(TASK ITEM):
Give the entries again exactly, every one of them.

Data extracted from a collection
----
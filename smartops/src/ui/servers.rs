//! Server table, add-server modal and delete confirmation.

use chrono::Utc;
use ratatui::{
    layout::{Constraint, Direction, Layout, Rect},
    style::{Color, Modifier, Style},
    text::Span,
    widgets::{Block, Borders, Cell, Clear, Paragraph, Row, Table},
};

use crate::pages::servers::{AddServerModal, ServersPage};
use crate::ui::auth::{draw_error, draw_fields};
use crate::ui::scrollbar::{draw_scrollbar, scroll_offset};
use crate::ui::theme::{status_color, usage_color};
use crate::ui::util::{centered_rect, format_percent, inner, time_ago};

const COLS: [Constraint; 6] = [
    Constraint::Percentage(28), // Name
    Constraint::Length(16),     // IP
    Constraint::Length(10),     // Status
    Constraint::Length(8),      // CPU
    Constraint::Length(8),      // RAM
    Constraint::Min(10),        // Last seen
];

pub fn draw_servers(f: &mut ratatui::Frame<'_>, area: Rect, page: &ServersPage) {
    let rows = Layout::default()
        .direction(Direction::Vertical)
        .constraints([Constraint::Min(3), Constraint::Length(1)])
        .split(area);

    let block = Block::default()
        .borders(Borders::ALL)
        .title(format!("Servers ({})", page.servers.len()));
    if page.loading && page.servers.is_empty() {
        f.render_widget(Paragraph::new("Loading servers...").block(block), rows[0]);
    } else {
        f.render_widget(block, rows[0]);
        let body = inner(rows[0]);
        let content = Rect {
            width: body.width.saturating_sub(2),
            ..body
        };
        let viewport = content.height.saturating_sub(1) as usize;
        let offset = scroll_offset(page.selected, page.servers.len(), viewport);
        let now = Utc::now();

        let table_rows = page
            .servers
            .iter()
            .enumerate()
            .skip(offset)
            .take(viewport)
            .map(|(i, s)| {
                let style = if i == page.selected {
                    Style::default().add_modifier(Modifier::REVERSED)
                } else {
                    Style::default()
                };
                Row::new(vec![
                    Cell::from(s.name.clone()),
                    Cell::from(s.ip.clone()).style(Style::default().fg(Color::DarkGray)),
                    Cell::from(s.status.as_str()).style(Style::default().fg(status_color(s.status))),
                    Cell::from(format_percent(s.cpu, 1)).style(Style::default().fg(usage_color(s.cpu))),
                    Cell::from(format_percent(s.ram, 1)).style(Style::default().fg(usage_color(s.ram))),
                    Cell::from(time_ago(s.last_seen, now)),
                ])
                .style(style)
            });
        let header = Row::new(vec!["Name", "IP", "Status", "CPU", "RAM", "Last seen"]).style(
            Style::default()
                .fg(Color::Cyan)
                .add_modifier(Modifier::BOLD),
        );
        f.render_widget(
            Table::new(table_rows, COLS.to_vec())
                .header(header)
                .column_spacing(1),
            content,
        );
        draw_scrollbar(
            f,
            Rect {
                x: body.x + body.width.saturating_sub(1),
                width: 1,
                ..body
            },
            page.servers.len(),
            viewport,
            offset,
        );
    }

    let footer = if let Some(id) = &page.confirm_delete {
        Span::styled(
            format!("Are you sure you want to delete server {id}? [y/N]"),
            Style::default().fg(Color::Red),
        )
    } else if let Some(notice) = &page.notice {
        Span::styled(notice.clone(), Style::default().fg(Color::Red))
    } else {
        Span::styled(
            "[a] Add Server  [Enter] Details  [d] Delete  [r] Reload",
            Style::default().fg(Color::Gray),
        )
    };
    f.render_widget(Paragraph::new(footer), rows[1]);

    if let Some(modal) = &page.modal {
        draw_add_server_modal(f, area, modal);
    }
}

pub fn draw_add_server_modal(f: &mut ratatui::Frame<'_>, area: Rect, modal: &AddServerModal) {
    let popup = centered_rect(56, 13, area);
    f.render_widget(Clear, popup);
    f.render_widget(
        Block::default().borders(Borders::ALL).title("Add New Server"),
        popup,
    );
    let rows = Layout::default()
        .direction(Direction::Vertical)
        .constraints([
            Constraint::Length(1),
            Constraint::Length(6),
            Constraint::Length(1),
            Constraint::Min(1),
        ])
        .split(inner(popup));
    draw_error(f, rows[0], modal.error.as_deref());
    draw_fields(f, rows[1], &modal.form.fields(), modal.form.focus.index);
    f.render_widget(
        Paragraph::new(Span::styled(
            "This key will be used by the monitoring agent",
            Style::default().fg(Color::DarkGray),
        )),
        rows[2],
    );
    let hint = if modal.submitting {
        "Adding..."
    } else {
        "[Enter] Add Server  [Esc] Cancel"
    };
    f.render_widget(
        Paragraph::new(Span::styled(hint, Style::default().fg(Color::Cyan))),
        rows[3],
    );
}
----
(SOLUTION TO THIS EXERCISE):
filename smartops/src/ui/servers.rs
//! Server table, add-server modal and delete confirmation.

use chrono::Utc;
use ratatui::{
    layout::{Constraint, Direction, Layout, Rect},
    style::{Color, Modifier, Style},
    text::Span,
    widgets::{Block, Borders, Cell, Clear, Paragraph, Row, Table},
};

use crate::pages::servers::{AddServerModal, ServersPage};
use crate::ui::auth::{draw_error, draw_fields};
use crate::ui::scrollbar::{draw_scrollbar, scroll_offset};
use crate::ui::theme::{status_color, usage_color};
use crate::ui::util::{centered_rect, format_percent, inner, time_ago};

const COLS: [Constraint; 6] = [
    Constraint::Percentage(28), // Name
    Constraint::Length(16),     // IP
    Constraint::Length(10),     // Status
    Constraint::Length(8),      // CPU
    Constraint::Length(8),      // RAM
    Constraint::Min(10),        // Last seen
];

pub fn draw_servers(f: &mut ratatui::Frame<'_>, area: Rect, page: &ServersPage) {
    let rows = Layout::default()
        .direction(Direction::Vertical)
        .constraints([Constraint::Min(3), Constraint::Length(1)])
        .split(area);

    let block = Block::default()
        .borders(Borders::ALL)
        .title(format!("Servers ({})", page.servers.len()));
    if page.loading && page.servers.is_empty() {
        f.render_widget(Paragraph::new("Loading servers...").block(block), rows[0]);
    } else {
        f.render_widget(block, rows[0]);
        let body = inner(rows[0]);
        let content = Rect {
            width: body.width.saturating_sub(2),
            ..body
        };
        let viewport = content.height.saturating_sub(1) as usize;
        let offset = scroll_offset(page.selected, page.servers.len(), viewport);
        let now = Utc::now();

        let table_rows = page
            .servers
            .iter()
            .enumerate()
            .skip(offset)
            .take(viewport)
            .map(|(i, s)| {
                let style = if i == page.selected {
                    Style::default().add_modifier(Modifier::REVERSED)
                } else {
                    Style::default()
                };
                Row::new(vec![
                    Cell::from(s.name.clone()),
                    Cell::from(s.ip.clone()).style(Style::default().fg(Color::DarkGray)),
                    Cell::from(s.status.as_str()).style(Style::default().fg(status_color(s.status))),
                    Cell::from(format_percent(s.cpu, 1)).style(Style::default().fg(usage_color(s.cpu))),
                    Cell::from(format_percent(s.ram, 1)).style(Style::default().fg(usage_color(s.ram))),
                    Cell::from(time_ago(s.last_seen, now)),
                ])
                .style(style)
            });
        let header = Row::new(vec!["Name", "IP", "Status", "CPU", "RAM", "Last seen"]).style(
            Style::default()
                .fg(Color::Cyan)
                .add_modifier(Modifier::BOLD),
        );
        f.render_widget(
            Table::new(table_rows, COLS.to_vec())
                .header(header)
                .column_spacing(1),
            content,
        );
        draw_scrollbar(
            f,
            Rect {
                x: body.x + body.width.saturating_sub(1),
                width: 1,
                ..body
            },
            page.servers.len(),
            viewport,
            offset,
        );
    }

    let footer = if let Some(id) = &page.confirm_delete {
        Span::styled(
            format!("Are you sure you want to delete server {id}? [y/N]"),
            Style::default().fg(Color::Red),
        )
    } else if let Some(notice) = &page.notice {
        Span::styled(notice.clone(), Style::default().fg(Color::Red))
    } else {
        Span::styled(
            "[a] Add Server  [Enter] Details  [d] Delete  [r] Reload",
            Style::default().fg(Color::Gray),
        )
    };
    f.render_widget(Paragraph::new(footer), rows[1]);

    if let Some(modal) = &page.modal {
        draw_add_server_modal(f, area, modal);
    }
}

pub fn draw_add_server_modal(f: &mut ratatui::Frame<'_>, area: Rect, modal: &AddServerModal) {
    let popup = centered_rect(56, 13, area);
    f.render_widget(Clear, popup);
    f.render_widget(
        Block::default().borders(Borders::ALL).title("Add New Server"),
        popup,
    );
    let rows = Layout::default()
        .direction(Direction::Vertical)
        .constraints([
            Constraint::Length(1),
            Constraint::Length(6),
            Constraint::Length(1),
            Constraint::Min(1),
        ])
        .split(inner(popup));
    draw_error(f, rows[0], modal.error.as_deref());
    draw_fields(f, rows[1], &modal.form.fields(), modal.form.focus.index);
    f.render_widget(
        Paragraph::new(Span::styled(
            "This key will be used by the monitoring agent",
            Style::default().fg(Color::DarkGray),
        )),
        rows[2],
    );
    let hint = if modal.submitting {
        "Adding..."
    } else {
        "[Enter] Add Server  [Esc] Cancel"
    };
    f.render_widget(
        Paragraph::new(Span::styled(hint, Style::default().fg(Color::Cyan))),
        rows[3],
    );
}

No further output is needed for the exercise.